** Excerpted records follows **

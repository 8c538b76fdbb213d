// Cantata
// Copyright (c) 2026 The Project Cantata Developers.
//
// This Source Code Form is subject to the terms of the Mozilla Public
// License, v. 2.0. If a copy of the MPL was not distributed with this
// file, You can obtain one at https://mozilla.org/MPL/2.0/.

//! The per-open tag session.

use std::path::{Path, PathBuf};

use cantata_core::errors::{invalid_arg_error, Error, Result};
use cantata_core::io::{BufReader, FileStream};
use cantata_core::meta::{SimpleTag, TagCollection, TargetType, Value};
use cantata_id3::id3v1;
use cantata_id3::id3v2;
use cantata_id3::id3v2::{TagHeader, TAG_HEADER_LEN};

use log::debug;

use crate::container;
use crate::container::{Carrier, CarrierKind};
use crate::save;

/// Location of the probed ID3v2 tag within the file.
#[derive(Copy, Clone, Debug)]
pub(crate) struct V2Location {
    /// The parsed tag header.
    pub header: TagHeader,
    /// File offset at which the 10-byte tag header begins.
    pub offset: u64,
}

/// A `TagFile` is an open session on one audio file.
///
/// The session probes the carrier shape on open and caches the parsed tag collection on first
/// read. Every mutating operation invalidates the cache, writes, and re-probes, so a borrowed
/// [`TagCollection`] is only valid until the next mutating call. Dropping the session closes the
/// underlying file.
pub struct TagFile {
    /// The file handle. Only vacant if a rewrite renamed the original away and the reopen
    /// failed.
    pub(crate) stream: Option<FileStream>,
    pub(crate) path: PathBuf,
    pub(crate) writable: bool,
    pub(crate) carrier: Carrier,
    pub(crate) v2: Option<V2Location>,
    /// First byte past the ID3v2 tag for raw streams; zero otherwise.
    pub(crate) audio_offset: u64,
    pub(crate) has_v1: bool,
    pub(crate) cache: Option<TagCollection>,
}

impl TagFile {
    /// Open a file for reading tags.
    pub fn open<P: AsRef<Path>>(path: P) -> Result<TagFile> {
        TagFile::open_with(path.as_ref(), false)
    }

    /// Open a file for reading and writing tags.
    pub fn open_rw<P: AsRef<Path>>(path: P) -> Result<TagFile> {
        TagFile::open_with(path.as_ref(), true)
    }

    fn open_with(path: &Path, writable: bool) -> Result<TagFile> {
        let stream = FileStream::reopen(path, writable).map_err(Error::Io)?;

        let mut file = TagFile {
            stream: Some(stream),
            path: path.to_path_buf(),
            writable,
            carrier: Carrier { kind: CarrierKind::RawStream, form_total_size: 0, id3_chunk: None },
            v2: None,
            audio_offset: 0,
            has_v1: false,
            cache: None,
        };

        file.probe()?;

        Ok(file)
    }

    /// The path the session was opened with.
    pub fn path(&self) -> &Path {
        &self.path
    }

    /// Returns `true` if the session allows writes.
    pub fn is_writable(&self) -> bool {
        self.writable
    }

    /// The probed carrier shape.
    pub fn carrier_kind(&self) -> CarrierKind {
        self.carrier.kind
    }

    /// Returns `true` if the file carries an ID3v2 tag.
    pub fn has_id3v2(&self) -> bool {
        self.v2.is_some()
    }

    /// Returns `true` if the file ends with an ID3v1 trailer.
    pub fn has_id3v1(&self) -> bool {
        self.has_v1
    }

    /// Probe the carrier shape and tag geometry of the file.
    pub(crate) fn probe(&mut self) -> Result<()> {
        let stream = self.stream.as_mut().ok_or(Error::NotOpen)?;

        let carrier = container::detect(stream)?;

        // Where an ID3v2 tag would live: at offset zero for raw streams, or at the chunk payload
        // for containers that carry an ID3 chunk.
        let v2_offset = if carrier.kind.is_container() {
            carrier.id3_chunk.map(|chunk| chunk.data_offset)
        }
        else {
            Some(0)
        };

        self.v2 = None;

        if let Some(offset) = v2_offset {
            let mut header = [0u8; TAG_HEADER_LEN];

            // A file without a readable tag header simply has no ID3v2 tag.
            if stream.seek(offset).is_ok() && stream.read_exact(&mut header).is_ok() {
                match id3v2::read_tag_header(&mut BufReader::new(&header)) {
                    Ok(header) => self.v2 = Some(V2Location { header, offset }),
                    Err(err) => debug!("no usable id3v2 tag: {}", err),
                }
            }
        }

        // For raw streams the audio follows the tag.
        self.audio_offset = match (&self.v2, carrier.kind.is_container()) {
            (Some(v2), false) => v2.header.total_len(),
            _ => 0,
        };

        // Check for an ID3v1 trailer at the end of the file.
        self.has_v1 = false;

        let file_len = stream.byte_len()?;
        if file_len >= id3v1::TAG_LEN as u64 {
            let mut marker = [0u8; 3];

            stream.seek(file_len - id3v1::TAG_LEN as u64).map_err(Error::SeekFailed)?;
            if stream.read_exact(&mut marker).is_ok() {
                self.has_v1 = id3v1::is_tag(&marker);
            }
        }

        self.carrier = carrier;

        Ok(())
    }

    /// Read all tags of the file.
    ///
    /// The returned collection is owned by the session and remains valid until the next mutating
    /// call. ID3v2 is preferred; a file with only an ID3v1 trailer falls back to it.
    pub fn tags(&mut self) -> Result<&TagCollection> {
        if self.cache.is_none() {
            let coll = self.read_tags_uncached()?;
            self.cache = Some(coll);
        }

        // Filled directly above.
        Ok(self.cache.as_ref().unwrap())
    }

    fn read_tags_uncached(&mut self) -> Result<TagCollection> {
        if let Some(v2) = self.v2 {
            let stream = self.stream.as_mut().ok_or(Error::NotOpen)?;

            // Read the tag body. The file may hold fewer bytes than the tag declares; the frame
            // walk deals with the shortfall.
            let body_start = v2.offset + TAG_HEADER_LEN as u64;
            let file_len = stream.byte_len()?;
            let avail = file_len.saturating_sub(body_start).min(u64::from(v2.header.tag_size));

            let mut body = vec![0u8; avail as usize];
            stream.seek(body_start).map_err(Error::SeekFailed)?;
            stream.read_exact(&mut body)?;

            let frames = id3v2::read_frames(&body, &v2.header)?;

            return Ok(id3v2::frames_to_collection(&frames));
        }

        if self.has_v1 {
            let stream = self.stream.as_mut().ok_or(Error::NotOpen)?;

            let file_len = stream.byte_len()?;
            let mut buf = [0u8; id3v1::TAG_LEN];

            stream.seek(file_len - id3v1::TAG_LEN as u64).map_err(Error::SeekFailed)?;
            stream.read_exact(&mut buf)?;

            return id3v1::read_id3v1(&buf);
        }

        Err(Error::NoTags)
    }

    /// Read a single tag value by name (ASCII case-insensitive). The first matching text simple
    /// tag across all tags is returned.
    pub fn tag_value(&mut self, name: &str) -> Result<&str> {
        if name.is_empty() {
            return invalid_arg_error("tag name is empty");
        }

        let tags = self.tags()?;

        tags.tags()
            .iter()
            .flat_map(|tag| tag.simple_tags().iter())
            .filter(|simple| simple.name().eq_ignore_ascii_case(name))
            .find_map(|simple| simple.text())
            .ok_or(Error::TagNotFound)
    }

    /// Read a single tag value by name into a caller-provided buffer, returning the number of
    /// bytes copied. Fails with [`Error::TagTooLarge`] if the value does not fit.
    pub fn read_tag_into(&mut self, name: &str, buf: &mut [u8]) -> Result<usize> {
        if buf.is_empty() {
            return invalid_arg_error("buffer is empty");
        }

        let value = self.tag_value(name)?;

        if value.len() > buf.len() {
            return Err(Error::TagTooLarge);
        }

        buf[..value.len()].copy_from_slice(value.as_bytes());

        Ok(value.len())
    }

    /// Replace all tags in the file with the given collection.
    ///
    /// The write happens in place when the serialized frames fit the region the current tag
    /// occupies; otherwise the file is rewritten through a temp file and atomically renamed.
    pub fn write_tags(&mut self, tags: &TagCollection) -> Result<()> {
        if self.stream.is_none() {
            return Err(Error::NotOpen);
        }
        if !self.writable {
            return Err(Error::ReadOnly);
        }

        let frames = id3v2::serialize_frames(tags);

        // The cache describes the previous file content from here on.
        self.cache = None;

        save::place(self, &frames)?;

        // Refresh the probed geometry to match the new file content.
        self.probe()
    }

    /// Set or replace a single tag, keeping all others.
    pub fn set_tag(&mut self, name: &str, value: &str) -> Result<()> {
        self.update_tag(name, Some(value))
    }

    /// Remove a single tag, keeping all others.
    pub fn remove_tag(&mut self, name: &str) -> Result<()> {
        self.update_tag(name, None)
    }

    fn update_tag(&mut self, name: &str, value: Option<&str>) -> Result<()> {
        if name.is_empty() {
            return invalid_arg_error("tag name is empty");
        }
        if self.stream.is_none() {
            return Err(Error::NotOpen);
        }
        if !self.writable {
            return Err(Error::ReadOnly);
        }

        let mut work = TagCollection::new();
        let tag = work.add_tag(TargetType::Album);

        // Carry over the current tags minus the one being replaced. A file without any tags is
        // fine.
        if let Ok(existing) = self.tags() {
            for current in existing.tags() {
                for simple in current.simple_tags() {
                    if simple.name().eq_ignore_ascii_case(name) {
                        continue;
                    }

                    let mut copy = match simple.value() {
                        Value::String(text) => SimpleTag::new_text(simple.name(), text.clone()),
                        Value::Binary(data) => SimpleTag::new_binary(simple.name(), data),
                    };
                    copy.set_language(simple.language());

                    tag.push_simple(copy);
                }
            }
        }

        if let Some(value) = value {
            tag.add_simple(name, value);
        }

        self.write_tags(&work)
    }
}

** End of Excerpted records **
** Excerpted records follows **

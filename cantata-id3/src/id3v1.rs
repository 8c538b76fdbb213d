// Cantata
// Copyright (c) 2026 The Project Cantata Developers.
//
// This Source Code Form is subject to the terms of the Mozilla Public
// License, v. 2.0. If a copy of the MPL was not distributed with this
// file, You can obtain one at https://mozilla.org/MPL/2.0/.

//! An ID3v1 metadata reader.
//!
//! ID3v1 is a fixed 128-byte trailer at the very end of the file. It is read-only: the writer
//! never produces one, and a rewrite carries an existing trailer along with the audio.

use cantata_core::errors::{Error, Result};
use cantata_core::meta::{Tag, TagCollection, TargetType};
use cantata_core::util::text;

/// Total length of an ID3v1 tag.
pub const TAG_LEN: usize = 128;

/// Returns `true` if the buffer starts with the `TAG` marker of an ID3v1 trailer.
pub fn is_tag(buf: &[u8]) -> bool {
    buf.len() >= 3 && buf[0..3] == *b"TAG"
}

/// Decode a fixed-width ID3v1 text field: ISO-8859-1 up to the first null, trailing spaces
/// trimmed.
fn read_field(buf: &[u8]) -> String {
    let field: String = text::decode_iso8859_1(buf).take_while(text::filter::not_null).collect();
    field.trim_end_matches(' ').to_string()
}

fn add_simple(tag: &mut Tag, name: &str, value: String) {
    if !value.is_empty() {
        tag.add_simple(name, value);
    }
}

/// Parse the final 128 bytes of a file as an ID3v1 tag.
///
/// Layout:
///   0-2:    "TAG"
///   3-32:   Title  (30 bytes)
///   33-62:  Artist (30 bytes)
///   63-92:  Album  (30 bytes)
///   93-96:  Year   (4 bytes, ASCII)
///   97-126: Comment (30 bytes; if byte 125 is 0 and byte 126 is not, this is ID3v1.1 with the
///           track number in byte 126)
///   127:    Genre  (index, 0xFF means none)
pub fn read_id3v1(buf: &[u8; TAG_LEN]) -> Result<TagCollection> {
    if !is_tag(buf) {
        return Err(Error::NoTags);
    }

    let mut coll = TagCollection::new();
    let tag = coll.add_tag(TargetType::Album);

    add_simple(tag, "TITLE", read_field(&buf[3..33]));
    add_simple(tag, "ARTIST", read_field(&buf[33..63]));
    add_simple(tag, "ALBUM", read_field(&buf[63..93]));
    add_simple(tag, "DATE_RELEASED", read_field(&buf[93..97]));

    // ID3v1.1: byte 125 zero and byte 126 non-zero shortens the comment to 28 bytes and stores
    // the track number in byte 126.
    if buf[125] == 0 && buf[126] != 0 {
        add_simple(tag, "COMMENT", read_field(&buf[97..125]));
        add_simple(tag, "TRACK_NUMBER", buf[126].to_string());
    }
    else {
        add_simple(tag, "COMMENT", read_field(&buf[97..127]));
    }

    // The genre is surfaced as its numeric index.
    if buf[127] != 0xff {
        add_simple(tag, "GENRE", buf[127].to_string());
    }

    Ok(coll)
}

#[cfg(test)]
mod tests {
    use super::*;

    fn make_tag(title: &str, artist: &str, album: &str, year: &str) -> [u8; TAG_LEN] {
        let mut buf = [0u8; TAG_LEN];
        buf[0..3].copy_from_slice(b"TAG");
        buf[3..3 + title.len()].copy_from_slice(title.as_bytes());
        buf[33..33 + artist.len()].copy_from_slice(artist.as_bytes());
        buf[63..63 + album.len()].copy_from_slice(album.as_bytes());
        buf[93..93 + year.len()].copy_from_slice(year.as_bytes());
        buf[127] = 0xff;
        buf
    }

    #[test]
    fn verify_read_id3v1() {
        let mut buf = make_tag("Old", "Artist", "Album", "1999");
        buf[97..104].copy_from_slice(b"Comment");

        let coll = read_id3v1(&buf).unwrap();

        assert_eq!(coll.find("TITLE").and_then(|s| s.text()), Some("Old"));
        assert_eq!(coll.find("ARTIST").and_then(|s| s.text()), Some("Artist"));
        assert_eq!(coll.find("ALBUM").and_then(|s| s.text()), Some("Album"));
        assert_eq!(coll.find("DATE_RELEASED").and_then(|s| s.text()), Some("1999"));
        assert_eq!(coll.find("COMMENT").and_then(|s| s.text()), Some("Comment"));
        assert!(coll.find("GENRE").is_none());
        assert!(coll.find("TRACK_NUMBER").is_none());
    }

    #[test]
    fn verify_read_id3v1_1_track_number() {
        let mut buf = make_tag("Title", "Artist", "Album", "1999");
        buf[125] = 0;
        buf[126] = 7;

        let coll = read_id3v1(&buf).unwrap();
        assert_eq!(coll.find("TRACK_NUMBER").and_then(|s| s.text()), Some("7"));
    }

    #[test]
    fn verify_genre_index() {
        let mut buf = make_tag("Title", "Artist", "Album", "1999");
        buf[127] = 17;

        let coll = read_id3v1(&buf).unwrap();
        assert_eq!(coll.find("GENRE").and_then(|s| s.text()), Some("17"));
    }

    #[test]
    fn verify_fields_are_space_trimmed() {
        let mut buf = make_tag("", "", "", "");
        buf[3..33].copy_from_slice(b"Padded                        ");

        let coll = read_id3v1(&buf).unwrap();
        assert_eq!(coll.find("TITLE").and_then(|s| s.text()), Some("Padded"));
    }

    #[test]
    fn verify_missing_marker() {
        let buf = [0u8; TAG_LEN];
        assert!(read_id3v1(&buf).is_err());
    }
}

** End of Excerpted records **
** Excerpted records follows **

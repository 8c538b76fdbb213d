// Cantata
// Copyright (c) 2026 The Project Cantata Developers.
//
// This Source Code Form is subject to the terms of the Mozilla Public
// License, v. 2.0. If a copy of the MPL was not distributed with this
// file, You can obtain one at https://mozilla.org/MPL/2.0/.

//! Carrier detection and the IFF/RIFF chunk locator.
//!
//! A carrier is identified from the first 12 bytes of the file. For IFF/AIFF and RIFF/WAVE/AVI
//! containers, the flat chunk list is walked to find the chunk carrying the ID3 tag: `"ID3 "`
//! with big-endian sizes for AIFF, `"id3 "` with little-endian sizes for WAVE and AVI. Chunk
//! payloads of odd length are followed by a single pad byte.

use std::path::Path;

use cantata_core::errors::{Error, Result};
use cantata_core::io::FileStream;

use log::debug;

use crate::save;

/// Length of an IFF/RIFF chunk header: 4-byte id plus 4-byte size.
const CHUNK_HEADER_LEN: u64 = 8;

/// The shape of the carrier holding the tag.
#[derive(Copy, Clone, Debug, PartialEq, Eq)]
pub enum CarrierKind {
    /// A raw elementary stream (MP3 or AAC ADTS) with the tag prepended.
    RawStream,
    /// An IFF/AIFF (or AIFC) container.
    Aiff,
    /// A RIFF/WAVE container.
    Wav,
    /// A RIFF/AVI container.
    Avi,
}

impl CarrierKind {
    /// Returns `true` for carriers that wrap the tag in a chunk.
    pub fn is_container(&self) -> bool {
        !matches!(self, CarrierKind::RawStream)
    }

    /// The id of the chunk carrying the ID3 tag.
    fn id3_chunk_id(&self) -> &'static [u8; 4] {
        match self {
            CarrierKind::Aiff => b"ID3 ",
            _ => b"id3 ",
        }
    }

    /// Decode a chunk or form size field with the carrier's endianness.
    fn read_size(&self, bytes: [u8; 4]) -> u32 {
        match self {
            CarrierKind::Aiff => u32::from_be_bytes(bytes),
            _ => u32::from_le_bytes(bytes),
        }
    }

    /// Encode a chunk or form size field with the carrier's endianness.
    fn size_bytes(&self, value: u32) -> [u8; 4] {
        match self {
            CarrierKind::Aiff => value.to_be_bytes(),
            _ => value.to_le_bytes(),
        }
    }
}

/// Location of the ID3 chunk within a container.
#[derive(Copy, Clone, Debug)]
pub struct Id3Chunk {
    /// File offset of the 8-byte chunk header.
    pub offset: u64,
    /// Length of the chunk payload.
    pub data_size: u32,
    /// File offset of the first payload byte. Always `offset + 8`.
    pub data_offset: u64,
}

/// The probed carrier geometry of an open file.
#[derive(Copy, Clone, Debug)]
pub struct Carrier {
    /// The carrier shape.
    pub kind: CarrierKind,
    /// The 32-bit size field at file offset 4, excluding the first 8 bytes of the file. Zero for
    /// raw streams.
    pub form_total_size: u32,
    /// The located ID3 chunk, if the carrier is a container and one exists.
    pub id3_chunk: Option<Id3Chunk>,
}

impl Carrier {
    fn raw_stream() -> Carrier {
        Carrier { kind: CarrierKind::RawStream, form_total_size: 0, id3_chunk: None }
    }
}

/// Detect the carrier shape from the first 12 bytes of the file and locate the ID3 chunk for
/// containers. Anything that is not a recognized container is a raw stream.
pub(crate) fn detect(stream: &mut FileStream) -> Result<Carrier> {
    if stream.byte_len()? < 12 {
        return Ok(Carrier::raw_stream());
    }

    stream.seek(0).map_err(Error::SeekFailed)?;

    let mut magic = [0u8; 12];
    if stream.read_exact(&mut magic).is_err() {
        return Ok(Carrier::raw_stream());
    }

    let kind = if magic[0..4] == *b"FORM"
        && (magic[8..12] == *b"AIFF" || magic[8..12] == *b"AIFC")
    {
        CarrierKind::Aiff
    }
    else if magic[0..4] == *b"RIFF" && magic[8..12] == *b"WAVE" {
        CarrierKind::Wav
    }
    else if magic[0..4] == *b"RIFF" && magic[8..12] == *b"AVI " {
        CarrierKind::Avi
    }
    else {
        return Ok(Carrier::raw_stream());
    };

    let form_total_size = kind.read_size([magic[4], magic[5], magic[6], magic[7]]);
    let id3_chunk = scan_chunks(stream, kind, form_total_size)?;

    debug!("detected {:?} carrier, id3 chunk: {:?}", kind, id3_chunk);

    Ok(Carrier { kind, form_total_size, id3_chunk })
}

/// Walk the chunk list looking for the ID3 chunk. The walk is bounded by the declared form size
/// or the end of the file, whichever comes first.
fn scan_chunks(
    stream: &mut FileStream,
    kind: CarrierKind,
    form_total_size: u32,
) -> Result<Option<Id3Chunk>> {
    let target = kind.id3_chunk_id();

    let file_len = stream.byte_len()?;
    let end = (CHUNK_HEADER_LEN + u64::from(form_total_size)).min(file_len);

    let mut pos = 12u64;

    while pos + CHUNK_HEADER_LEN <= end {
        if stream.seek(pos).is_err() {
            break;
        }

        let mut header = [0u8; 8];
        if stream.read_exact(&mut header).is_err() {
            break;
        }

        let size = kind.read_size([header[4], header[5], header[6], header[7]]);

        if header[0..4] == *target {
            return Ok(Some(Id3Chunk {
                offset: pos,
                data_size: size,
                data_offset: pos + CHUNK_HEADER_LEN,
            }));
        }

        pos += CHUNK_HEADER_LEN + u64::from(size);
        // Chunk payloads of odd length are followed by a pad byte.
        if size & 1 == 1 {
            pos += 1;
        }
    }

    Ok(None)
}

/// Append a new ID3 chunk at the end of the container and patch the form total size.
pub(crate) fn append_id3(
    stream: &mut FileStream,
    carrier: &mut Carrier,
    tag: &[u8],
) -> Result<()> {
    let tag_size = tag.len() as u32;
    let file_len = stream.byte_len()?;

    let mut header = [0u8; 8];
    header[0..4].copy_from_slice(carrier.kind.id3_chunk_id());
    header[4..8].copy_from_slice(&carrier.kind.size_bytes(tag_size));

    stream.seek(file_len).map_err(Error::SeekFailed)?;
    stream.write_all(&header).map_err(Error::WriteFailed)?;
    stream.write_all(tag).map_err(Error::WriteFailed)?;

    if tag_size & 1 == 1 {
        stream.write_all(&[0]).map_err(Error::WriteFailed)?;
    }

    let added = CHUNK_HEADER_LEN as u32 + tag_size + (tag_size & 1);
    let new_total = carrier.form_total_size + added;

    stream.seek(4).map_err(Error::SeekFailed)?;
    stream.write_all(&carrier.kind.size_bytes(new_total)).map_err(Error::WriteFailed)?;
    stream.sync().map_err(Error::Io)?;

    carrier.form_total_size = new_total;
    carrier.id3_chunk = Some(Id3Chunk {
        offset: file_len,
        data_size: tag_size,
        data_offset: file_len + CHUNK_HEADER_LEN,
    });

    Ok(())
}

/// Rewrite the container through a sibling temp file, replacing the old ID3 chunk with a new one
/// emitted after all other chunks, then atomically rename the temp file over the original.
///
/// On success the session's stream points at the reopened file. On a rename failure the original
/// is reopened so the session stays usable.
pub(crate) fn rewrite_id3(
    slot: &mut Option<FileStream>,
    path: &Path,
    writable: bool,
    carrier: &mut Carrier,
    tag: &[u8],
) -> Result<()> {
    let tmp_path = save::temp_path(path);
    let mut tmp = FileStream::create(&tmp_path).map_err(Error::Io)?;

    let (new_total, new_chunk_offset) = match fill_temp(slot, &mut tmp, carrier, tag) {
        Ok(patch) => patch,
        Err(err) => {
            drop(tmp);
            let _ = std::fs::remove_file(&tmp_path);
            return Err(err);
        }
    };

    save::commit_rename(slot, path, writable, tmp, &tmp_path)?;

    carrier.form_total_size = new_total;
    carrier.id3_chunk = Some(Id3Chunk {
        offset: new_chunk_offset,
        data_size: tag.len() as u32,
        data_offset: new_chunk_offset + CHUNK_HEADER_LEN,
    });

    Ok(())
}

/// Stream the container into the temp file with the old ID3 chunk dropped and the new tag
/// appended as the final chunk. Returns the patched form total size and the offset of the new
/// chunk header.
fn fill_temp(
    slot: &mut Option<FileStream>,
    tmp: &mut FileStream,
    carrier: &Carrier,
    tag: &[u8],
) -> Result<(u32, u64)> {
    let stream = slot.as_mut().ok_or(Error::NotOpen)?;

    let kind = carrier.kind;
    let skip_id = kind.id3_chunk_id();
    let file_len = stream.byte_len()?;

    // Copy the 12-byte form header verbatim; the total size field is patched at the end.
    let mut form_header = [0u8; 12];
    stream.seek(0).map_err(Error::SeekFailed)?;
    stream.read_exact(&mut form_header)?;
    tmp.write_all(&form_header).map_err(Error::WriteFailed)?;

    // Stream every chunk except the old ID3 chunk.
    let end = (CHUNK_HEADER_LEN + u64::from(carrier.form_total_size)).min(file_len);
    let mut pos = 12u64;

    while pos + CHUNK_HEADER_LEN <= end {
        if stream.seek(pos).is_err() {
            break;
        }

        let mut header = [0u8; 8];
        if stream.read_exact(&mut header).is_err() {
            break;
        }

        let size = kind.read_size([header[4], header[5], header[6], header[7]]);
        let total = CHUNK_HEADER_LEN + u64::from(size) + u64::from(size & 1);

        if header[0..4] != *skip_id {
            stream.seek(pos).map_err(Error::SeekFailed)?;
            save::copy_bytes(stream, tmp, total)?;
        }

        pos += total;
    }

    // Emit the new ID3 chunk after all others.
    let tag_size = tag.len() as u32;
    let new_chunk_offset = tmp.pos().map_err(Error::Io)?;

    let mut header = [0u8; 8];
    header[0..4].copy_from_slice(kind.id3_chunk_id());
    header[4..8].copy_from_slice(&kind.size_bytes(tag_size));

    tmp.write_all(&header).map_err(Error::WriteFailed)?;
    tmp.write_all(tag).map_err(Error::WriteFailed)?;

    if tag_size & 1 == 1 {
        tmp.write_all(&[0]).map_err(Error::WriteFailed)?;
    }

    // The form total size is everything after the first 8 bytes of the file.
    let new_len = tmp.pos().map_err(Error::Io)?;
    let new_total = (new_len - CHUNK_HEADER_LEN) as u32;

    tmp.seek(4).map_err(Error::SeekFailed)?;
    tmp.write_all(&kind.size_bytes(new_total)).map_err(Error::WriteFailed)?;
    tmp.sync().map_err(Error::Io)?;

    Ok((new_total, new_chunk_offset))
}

** End of Excerpted records **

### Instructions to follow
Copy out every line of the data where the word "TagHeader" occurs.

### Answer to this task
use cantata_id3::id3v2::{TagHeader, TAG_HEADER_LEN};
    pub header: TagHeader,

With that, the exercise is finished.